» Activity:
Output exactly the lines below, starting with the line that has "std::fs::write(&input_path, input).unwrap();" and going on through the line that has "fn kill_leftovers(table: &JobTable)", both included, and no other lines.

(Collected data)
#[cfg(test)]
mod tests {
    use super::*;
    use crate::config::ConfigBuilder;
    use std::io::Cursor;
    use tempfile::TempDir;

    struct Run {
        outcome: Outcome,
        out: String,
        err: String,
        table: JobTable,
    }

    fn supervise(dir: &TempDir, jobs: &str, input: &str) -> Run {
        let input_path = dir.path().join("operator-input");
        std::fs::write(&input_path, input).unwrap();

        let config = ConfigBuilder::default()
            .jobfile(dir.path().join("jobs"))
            .verbose(true)
            .settle(Duration::from_millis(100))
            .build()
            .unwrap();

        let mut output = Output::new(Vec::new(), Vec::new());
        let table = jobfile::load(Cursor::new(jobs), false, &mut output).unwrap();
        let input = open_operator_input(Some(&input_path)).unwrap();

        let mut supervisor = Supervisor::new(&config, table, input, output);
        supervisor.start().unwrap();
        let outcome = supervisor.run().unwrap();

        let Supervisor { table, output, .. } = supervisor;
        let (out, err) = output.into_inner();
        Run {
            outcome,
            out: String::from_utf8(out).unwrap(),
            err: String::from_utf8(err).unwrap(),
            table,
        }
    }

    /// A started supervisor reading operator input from a pipe, and the
    /// pipe's write end.
    fn piped(jobs: &str) -> (Supervisor<Vec<u8>, Vec<u8>>, File) {
        let (read, write) = process::cloexec_pipe().unwrap();
        let config = ConfigBuilder::default()
            .jobfile("jobs")
            .settle(Duration::from_millis(50))
            .build()
            .unwrap();

        let mut output = Output::new(Vec::new(), Vec::new());
        let table = jobfile::load(Cursor::new(jobs), false, &mut output).unwrap();
        let input = LineReader::new(File::from(read));

        let mut supervisor = Supervisor::new(&config, table, input, output);
        supervisor.watch_signals(true);
        supervisor.start().unwrap();
        (supervisor, File::from(write))
    }

    fn kill_leftovers(table: &JobTable) {
        for child in table.iter().filter_map(Job::child) {
            let _ = child.signal(nix::sys::signal::Signal::SIGKILL);
        }
    }

    #[test]
    fn finite_budget_runs_limit_plus_one_times() {
        let dir = tempfile::tempdir().unwrap();
        let out_path = dir.path().join("out.txt");
        let jobs = format!("2::{}:echo hi\n", out_path.display());

        let run = supervise(&dir, &jobs, &"x\n".repeat(40));

        assert_eq!(run.outcome, Outcome::Exhausted);
        assert_eq!(
            run.out.matches("Job 1 has terminated with exit code 0").count(),
            3
        );
        assert_eq!(run.err.matches("Restarting worker 1").count(), 2);
        assert_eq!(run.err.matches("No more viable workers, exiting").count(), 1);
        assert!(!run.out.contains("1->'"));
        assert_eq!(run.table.get(1).unwrap().runs, 3);
        assert_eq!(std::fs::read_to_string(out_path).unwrap(), "hi\nhi\nhi\n");
    }

    #[test]
    fn broadcast_is_echoed_and_relayed() {
        let dir = tempfile::tempdir().unwrap();
        let run = supervise(&dir, "0:::cat\n", "hello\nworld\n");

        assert_eq!(run.outcome, Outcome::EndOfInput);
        let sent = run.out.find("1<-'hello'").unwrap();
        let relayed = run.out.find("1->'hello'").unwrap();
        assert!(sent < relayed);
        assert!(run.out.contains("1<-'world'"));
        assert!(run.out.contains("1->'world'"));
        assert_eq!(run.table.get(1).unwrap().lines_forwarded, 2);
        assert!(run.out.contains("Spawning worker 1"));
    }

    #[test]
    fn file_input_jobs_get_no_broadcasts() {
        let dir = tempfile::tempdir().unwrap();
        let in_path = dir.path().join("in.txt");
        let out_path = dir.path().join("out.txt");
        std::fs::write(&in_path, "").unwrap();
        let jobs = format!(
            "0:::cat\n0:{}:{}:sleep 30\n",
            in_path.display(),
            out_path.display()
        );

        let run = supervise(&dir, &jobs, "a\nb\n");
        kill_leftovers(&run.table);

        assert!(run.out.contains("1<-'a'"));
        assert!(!run.out.contains("2<-'"));
        assert!(!run.out.contains("2->'"));
        assert_eq!(run.table.get(1).unwrap().lines_forwarded, 2);
        assert_eq!(run.table.get(2).unwrap().lines_forwarded, 0);
    }

    #[test]
    fn exec_failure_is_reported_as_exit() {
        let dir = tempfile::tempdir().unwrap();
        let run = supervise(&dir, "1:::/nonexistent/jobherd-job\n", &"x\n".repeat(30));

        assert_eq!(run.outcome, Outcome::Exhausted);
        assert_eq!(
            run.out.matches("Job 1 has terminated with exit code 99").count(),
            2
        );
    }

    #[test]
    fn nothing_runnable_exits_at_once() {
        let dir = tempfile::tempdir().unwrap();
        let run = supervise(&dir, "1:/nonexistent/in.txt::cat\n", "never read\n");

        assert_eq!(run.outcome, Outcome::Exhausted);
        assert_eq!(
            run.err,
            "Error: unable to open \"/nonexistent/in.txt\" for reading\n\
             No more viable workers, exiting\n"
        );
        assert!(run.out.is_empty());

        let run = supervise(&dir, "", "");
        assert_eq!(run.outcome, Outcome::Exhausted);
    }

    #[test]
    fn console_mistakes_are_reported_and_survived() {
        let dir = tempfile::tempdir().unwrap();
        let input = "*signal 5 1\n*signal 1\n*signal 1 64\n*bogus\n*sleep x\n*sleep 10\n";
        let run = supervise(&dir, "0:::cat\n", input);

        assert_eq!(run.outcome, Outcome::EndOfInput);
        let expected = [
            "Error: Invalid job",
            "Error: Incorrect number of arguments",
            "Error: Invalid signal",
            "Error: Bad command '*bogus'",
            "Error: Invalid duration",
        ];
        for message in &expected {
            assert!(run.out.contains(message), "missing {:?} in {:?}", message, run.out);
        }
        assert!(!run.out.contains("1<-'"));
        assert_eq!(run.table.get(1).unwrap().lines_forwarded, 0);
    }

    #[test]
    fn hangup_dumps_every_job_in_order() {
        let _flags = signal::exclusive();
        signal::install().unwrap();
        signal::take_status_request();

        let dir = tempfile::tempdir().unwrap();
        let in_path = dir.path().join("in.txt");
        let out_path = dir.path().join("out.txt");
        std::fs::write(&in_path, "").unwrap();
        let jobs = format!(
            "0:::cat\n1:/nonexistent/in.txt::cat\n1:{}:{}:true\n",
            in_path.display(),
            out_path.display()
        );
        let (mut supervisor, mut feed) = piped(&jobs);

        let mut sent = 0;
        while !supervisor.table().get(3).unwrap().is_ended() {
            assert!(sent < 100, "job 3 never ran out of restarts");
            feed.write_all(b"ping\n").unwrap();
            assert_eq!(supervisor.tick().unwrap(), None);
            sent += 1;
        }

        nix::sys::signal::raise(nix::sys::signal::Signal::SIGHUP).unwrap();
        feed.write_all(b"ping\n").unwrap();
        assert_eq!(supervisor.tick().unwrap(), None);

        let (_, err) = supervisor.into_output();
        let err = String::from_utf8(err).unwrap();
        let dump = format!("1:1:{}\n2:0:0\n3:2:0\n", sent);
        assert!(err.contains(&dump), "no {:?} in {:?}", dump, err);
        assert_eq!(err.matches("2:0:0").count(), 1);
    }

    #[test]
    fn hangup_is_served_while_waiting_for_input() {
        let _flags = signal::exclusive();
        signal::install().unwrap();
        signal::take_status_request();

        let (mut supervisor, feed) = piped("0:::cat\n");
        let poke = std::thread::spawn(move || {
            sleep(Duration::from_millis(300));
            nix::sys::signal::raise(nix::sys::signal::Signal::SIGHUP).unwrap();
            sleep(Duration::from_millis(800));
            drop(feed);
        });

        assert_eq!(supervisor.tick().unwrap(), Some(Outcome::EndOfInput));
        poke.join().unwrap();

        let (out, err) = supervisor.into_output();
        assert!(out.is_empty());
        assert_eq!(String::from_utf8(err).unwrap(), "1:1:0\n");
    }

    #[test]
    fn signalled_jobs_are_reported_and_restarted() {
        let dir = tempfile::tempdir().unwrap();
        let input = format!("*signal 1 9\n{0}*signal 1 9\n{0}", "x\n".repeat(10));
        let run = supervise(&dir, "1:::sleep 30\n", &input);
        kill_leftovers(&run.table);

        assert_eq!(run.outcome, Outcome::Exhausted);
        assert_eq!(
            run.out.matches("Job 1 has terminated due to signal 9").count(),
            2
        );
        assert_eq!(run.table.get(1).unwrap().runs, 2);
    }
}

» Your response:
        std::fs::write(&input_path, input).unwrap();

        let config = ConfigBuilder::default()
            .jobfile(dir.path().join("jobs"))
            .verbose(true)
            .settle(Duration::from_millis(100))
            .build()
            .unwrap();

        let mut output = Output::new(Vec::new(), Vec::new());
        let table = jobfile::load(Cursor::new(jobs), false, &mut output).unwrap();
        let input = open_operator_input(Some(&input_path)).unwrap();

        let mut supervisor = Supervisor::new(&config, table, input, output);
        supervisor.start().unwrap();
        let outcome = supervisor.run().unwrap();

        let Supervisor { table, output, .. } = supervisor;
        let (out, err) = output.into_inner();
        Run {
            outcome,
            out: String::from_utf8(out).unwrap(),
            err: String::from_utf8(err).unwrap(),
            table,
        }
    }

    /// A started supervisor reading operator input from a pipe, and the
    /// pipe's write end.
    fn piped(jobs: &str) -> (Supervisor<Vec<u8>, Vec<u8>>, File) {
        let (read, write) = process::cloexec_pipe().unwrap();
        let config = ConfigBuilder::default()
            .jobfile("jobs")
            .settle(Duration::from_millis(50))
            .build()
            .unwrap();

        let mut output = Output::new(Vec::new(), Vec::new());
        let table = jobfile::load(Cursor::new(jobs), false, &mut output).unwrap();
        let input = LineReader::new(File::from(read));

        let mut supervisor = Supervisor::new(&config, table, input, output);
        supervisor.watch_signals(true);
        supervisor.start().unwrap();
        (supervisor, File::from(write))
    }

    fn kill_leftovers(table: &JobTable) {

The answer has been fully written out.